This time, something different: two demos I didn't finish. That's unusual for me. I almost always get to the end before I post about one of these things, even if it means following a walkthrough.
There weren't any walkthroughs.
One demo I played for over an hour, the other about half that, which is longer than than I spent with either of the last two demos I reviewed. I had a think about it. If reviewing demos as if they're complete games makes no sense, neither does acting as though I have to finish a demo before I can post about it. After all, Krikket doesn't and her reviews are excellent.
Also she gets through way more demos than I do. Play the efficiency card!
I'm still planning on finishing the demos because I want to know what happens in both of them but since I already have more than enough done to fill a post, I might as well get on with it.
Chronique des Silencieux
My somewhat rusty French translates the title as Chronicle of the Silent. Google Translate prefers Chronicle of the Silent Ones, which means much the same but with a disturbingly Lovecraftian spin. For many games, that would be a solid choice. Not for this one.
Chronique des Silencieux takes place in a brothel. Technically, that's a spoiler. I don't feel particularly guilty because it became obvious to me about five minutes in. Five minutes after that Eugene, the protagonist, caught on, too, after it was spelled out to him by the Madame. He's fifteen year-old boy who's obviously led a very sheltered life. Cut him some slack.
Eugene's mother has just died. He's been sent to stay with his uncle, who lives in a small town somewhere in the South of France. Eugene barely knows the man. All he has is the name of the antiques shop where his uncle works and also, apparently, lives.
The game opens just with Eugene standing helplessly on a station platform as the train pulls away. There's nothign to do but ask the stationmaster for directions. The response, I later realised, offers an ironic foreshadowing of what's to come. Unfortunately, although the English translation isn't bad, neither is it good enough to carry that nuance. I had the unsettling feeling that I must be missing something but I had no clue what it was.
It didn't help that it was raining and apparently that mattered. There's some business about running to avoid getting wet that added an unecessary level of stress, right at the point when I was still grappling with the slightly odd controls. Whether it's possible to keep dry or not I'm not sure. I didn't.
Maybe I'd have had a friendler reception if I'd arrived dry instead of dripping all over the furnishings. It certainly came up in conversation. I'm not about to replay the scene to find out.
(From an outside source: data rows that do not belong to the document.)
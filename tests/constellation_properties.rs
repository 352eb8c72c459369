//! Behavioural properties of the constellation effect
//!
//! Tests cover:
//! - Segment cap under arbitrary pointer paths
//! - Monotonic fade of every live segment
//! - No self-links and endpoint fidelity
//! - Last-active persistence across empty space
//! - Eventual emptying once the pointer stops linking

use std::collections::HashMap;

use glam::{Vec2, Vec3};
use proptest::prelude::*;
use rand::rngs::StdRng;
use rand::SeedableRng;
use starfolio::core::segments::SegmentId;
use starfolio::core::{Constellation, ConstellationConfig, PointField, Selection, Viewport};

/// NDC maps to world by a factor of 10
fn square_viewport() -> Viewport {
    Viewport::new(20.0, 20.0)
}

fn random_constellation(seed: u64, selection: Selection, cap: usize) -> Constellation {
    let config = ConstellationConfig {
        seed: Some(seed),
        selection,
        max_segments: cap,
        // Denser than the page default so random paths link often
        spread: Vec3::new(16.0, 16.0, 2.0),
        ..ConstellationConfig::default()
    };
    let mut rng = config.rng();
    Constellation::generate(&config, square_viewport(), &mut rng)
}

fn fixed_constellation(positions: &[Vec3]) -> Constellation {
    let mut rng = StdRng::seed_from_u64(9);
    let field = PointField::from_positions(positions.iter().copied(), &mut rng);
    Constellation::new(field, &ConstellationConfig::default(), square_viewport())
}

fn selection() -> impl Strategy<Value = Selection> {
    prop_oneof![
        Just(Selection::FirstMatch),
        Just(Selection::LastMatch),
        Just(Selection::Nearest),
    ]
}

fn pointer_path(max_len: usize) -> impl Strategy<Value = Vec<Vec2>> {
    proptest::collection::vec((-1.0f32..1.0, -1.0f32..1.0), 1..max_len)
        .prop_map(|v| v.into_iter().map(|(x, y)| Vec2::new(x, y)).collect())
}

/// Far outside any generated field
const NOWHERE: Vec2 = Vec2::new(100.0, 100.0);

proptest! {
    #[test]
    fn prop_segment_count_never_exceeds_cap(
        seed in any::<u64>(),
        selection in selection(),
        cap in 1usize..24,
        path in pointer_path(300),
    ) {
        let mut c = random_constellation(seed, selection, cap);
        for pointer in path {
            c.tick(pointer);
            prop_assert!(c.segment_count() <= cap);
        }
    }

    #[test]
    fn prop_opacity_never_increases(
        seed in any::<u64>(),
        selection in selection(),
        path in pointer_path(300),
    ) {
        let mut c = random_constellation(seed, selection, 16);
        let mut seen: HashMap<SegmentId, f32> = HashMap::new();
        for pointer in path {
            c.tick(pointer);
            for s in c.segments() {
                prop_assert!(s.opacity > 0.0 && s.opacity <= 1.0);
                if let Some(&before) = seen.get(&s.id) {
                    prop_assert!(s.opacity < before);
                }
                seen.insert(s.id, s.opacity);
            }
        }
    }

    #[test]
    fn prop_segments_link_distinct_points(
        seed in any::<u64>(),
        path in pointer_path(300),
    ) {
        let mut c = random_constellation(seed, Selection::FirstMatch, 16);
        for pointer in path {
            c.tick(pointer);
        }
        let positions: HashMap<_, _> = c
            .field()
            .points()
            .iter()
            .map(|p| (p.id, p.position))
            .collect();
        for s in c.segments() {
            prop_assert_ne!(s.from, s.to);
            prop_assert_eq!(positions[&s.from], s.start);
            prop_assert_eq!(positions[&s.to], s.end);
        }
    }

    #[test]
    fn prop_dwelling_on_one_point_never_links(
        z in -0.5f32..0.5,
        jitter in proptest::collection::vec((-0.1f32..0.1, -0.1f32..0.1), 1..200),
    ) {
        let mut c = fixed_constellation(&[Vec3::new(0.0, 0.0, z)]);
        for (x, y) in jitter {
            let out = c.tick(Vec2::new(x, y));
            prop_assert!(out.created.is_none());
        }
        prop_assert_eq!(c.segment_count(), 0);
    }

    #[test]
    fn prop_empty_space_keeps_last_active(
        gap in proptest::collection::vec((-0.3f32..0.3, -1.0f32..1.0), 1..100),
    ) {
        let mut c = fixed_constellation(&[Vec3::new(-5.0, 0.0, 0.0), Vec3::new(5.0, 0.0, 0.0)]);
        c.tick(Vec2::new(-0.5, 0.0));
        let first = c.field().points()[0].id;
        for (x, y) in gap {
            let out = c.tick(Vec2::new(x, y));
            prop_assert!(out.activated.is_none());
            prop_assert_eq!(c.last_active(), Some(first));
        }
        // The chain resumes from the remembered point
        prop_assert!(c.tick(Vec2::new(0.5, 0.0)).created.is_some());
    }

    #[test]
    fn prop_a_then_b_yields_one_segment(
        a in (-9.0f32..9.0, -9.0f32..9.0, -0.5f32..0.5),
        b in (-9.0f32..9.0, -9.0f32..9.0, -0.5f32..0.5),
    ) {
        let a = Vec3::new(a.0, a.1, a.2);
        let b = Vec3::new(b.0, b.1, b.2);
        prop_assume!(a.distance(b) > 3.0);

        let mut c = fixed_constellation(&[a, b]);
        c.tick(a.truncate() / 10.0);
        c.tick(b.truncate() / 10.0);

        prop_assert_eq!(c.segment_count(), 1);
        let s = c.segments().next().unwrap();
        prop_assert_eq!(s.start, a);
        prop_assert_eq!(s.end, b);
    }

    #[test]
    fn prop_buffer_empties_when_idle(
        seed in any::<u64>(),
        path in pointer_path(200),
    ) {
        let mut c = random_constellation(seed, Selection::FirstMatch, 16);
        for pointer in path {
            c.tick(pointer);
        }
        for _ in 0..60 {
            c.tick(NOWHERE);
        }
        prop_assert_eq!(c.segment_count(), 0);
    }
}

#[test]
fn test_zigzag_keeps_newest_segments() {
    let mut c = fixed_constellation(&[Vec3::new(0.0, 0.0, 0.0), Vec3::new(5.0, 0.0, 0.0)]);
    let mut last = None;
    for i in 0..40 {
        let x = if i % 2 == 0 { 0.0 } else { 0.5 };
        if let Some(id) = c.tick(Vec2::new(x, 0.0)).created {
            last = Some(id);
        }
    }
    assert_eq!(c.segment_count(), 16);
    let ids: Vec<_> = c.segments().map(|s| s.id).collect();
    assert_eq!(ids.last().copied(), last);
    assert!(ids.windows(2).all(|w| w[0] < w[1]));
    assert_eq!(ids[0], SegmentId(39 - 16));
}

#[test]
fn test_segment_survives_about_fifty_frames() {
    let mut c = fixed_constellation(&[Vec3::new(0.0, 0.0, 0.0), Vec3::new(5.0, 0.0, 0.0)]);
    c.tick(Vec2::ZERO);
    c.tick(Vec2::new(0.5, 0.0));
    let mut frames = 1;
    while c.segment_count() > 0 {
        c.tick(NOWHERE);
        frames += 1;
        assert!(frames <= 52);
    }
    assert!(frames >= 49);
}

#[test]
fn test_render_frame_json_shape() {
    let mut c = fixed_constellation(&[Vec3::new(0.0, 0.0, 0.0), Vec3::new(5.0, 0.0, 0.0)]);
    c.tick(Vec2::ZERO);
    c.tick(Vec2::new(0.5, 0.0));
    let json = serde_json::to_value(c.render_frame()).unwrap();

    assert_eq!(json["points"]["positions"].as_array().unwrap().len(), 6);
    assert_eq!(json["points"]["color"], "#00f0ff");
    assert_eq!(json["lines"].as_array().unwrap().len(), 1);
    assert_eq!(json["lines"][0]["width"], 2.0);
}
//! Platform-agnostic time utilities
//!
//! Elapsed seconds since app start, plus a frame clock that turns successive
//! timestamps into frame deltas and a once-per-second rate.

#[cfg(all(feature = "wasm", target_arch = "wasm32"))]
pub fn now_seconds() -> f64 {
    web_sys::window()
        .and_then(|w| w.performance())
        .map(|p| p.now() / 1000.0)
        .unwrap_or(0.0)
}

#[cfg(not(all(feature = "wasm", target_arch = "wasm32")))]
pub fn now_seconds() -> f64 {
    use std::sync::OnceLock;
    use std::time::Instant;

    static START: OnceLock<Instant> = OnceLock::new();
    START.get_or_init(Instant::now).elapsed().as_secs_f64()
}

/// Longest frame delta fed to animations; a backgrounded tab resumes
/// without the camera jumping.
const MAX_DT: f64 = 0.1;

/// Frame delta and FPS tracking
#[derive(Debug, Default)]
pub struct FrameClock {
    last: Option<f64>,
    frames: u64,
    window_start: f64,
    window_frames: u32,
    fps: f64,
}

impl FrameClock {
    pub fn new() -> Self {
        Self::default()
    }

    /// Register a frame at `now`; returns the clamped delta in seconds
    pub fn tick(&mut self, now: f64) -> f64 {
        let dt = match self.last {
            Some(last) => (now - last).clamp(0.0, MAX_DT),
            None => {
                self.window_start = now;
                0.0
            }
        };
        self.last = Some(now);
        self.frames += 1;
        self.window_frames += 1;

        let window = now - self.window_start;
        if window >= 1.0 {
            self.fps = self.window_frames as f64 / window;
            self.window_frames = 0;
            self.window_start = now;
        }
        dt
    }

    /// Frames per second over the last full window
    pub fn fps(&self) -> f64 {
        self.fps
    }

    pub fn frames(&self) -> u64 {
        self.frames
    }
}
The graphical style the developer, Pierre Feuille Studios, has gone with feels a little off. It has that classic bande dessinée feel, only in full-screen, three-quarter cutaway perspective. I wouldn't say it works flawlessly. It takes a bit of getting used to but it felt comfortable enough after a while.
The demo seems to be the opening of the game, starting with a short tutorial that feeds seamlessly into the narrative. The plot, at least at this early stage, revolves around Eugene and his fish-out-of-water attempts to make sense of the increasingly awkward situation he finds himself in; cast adrift from everything he knows, reliant on the kindness of strangers to survive, all while dealing with the trauma of losing a parent.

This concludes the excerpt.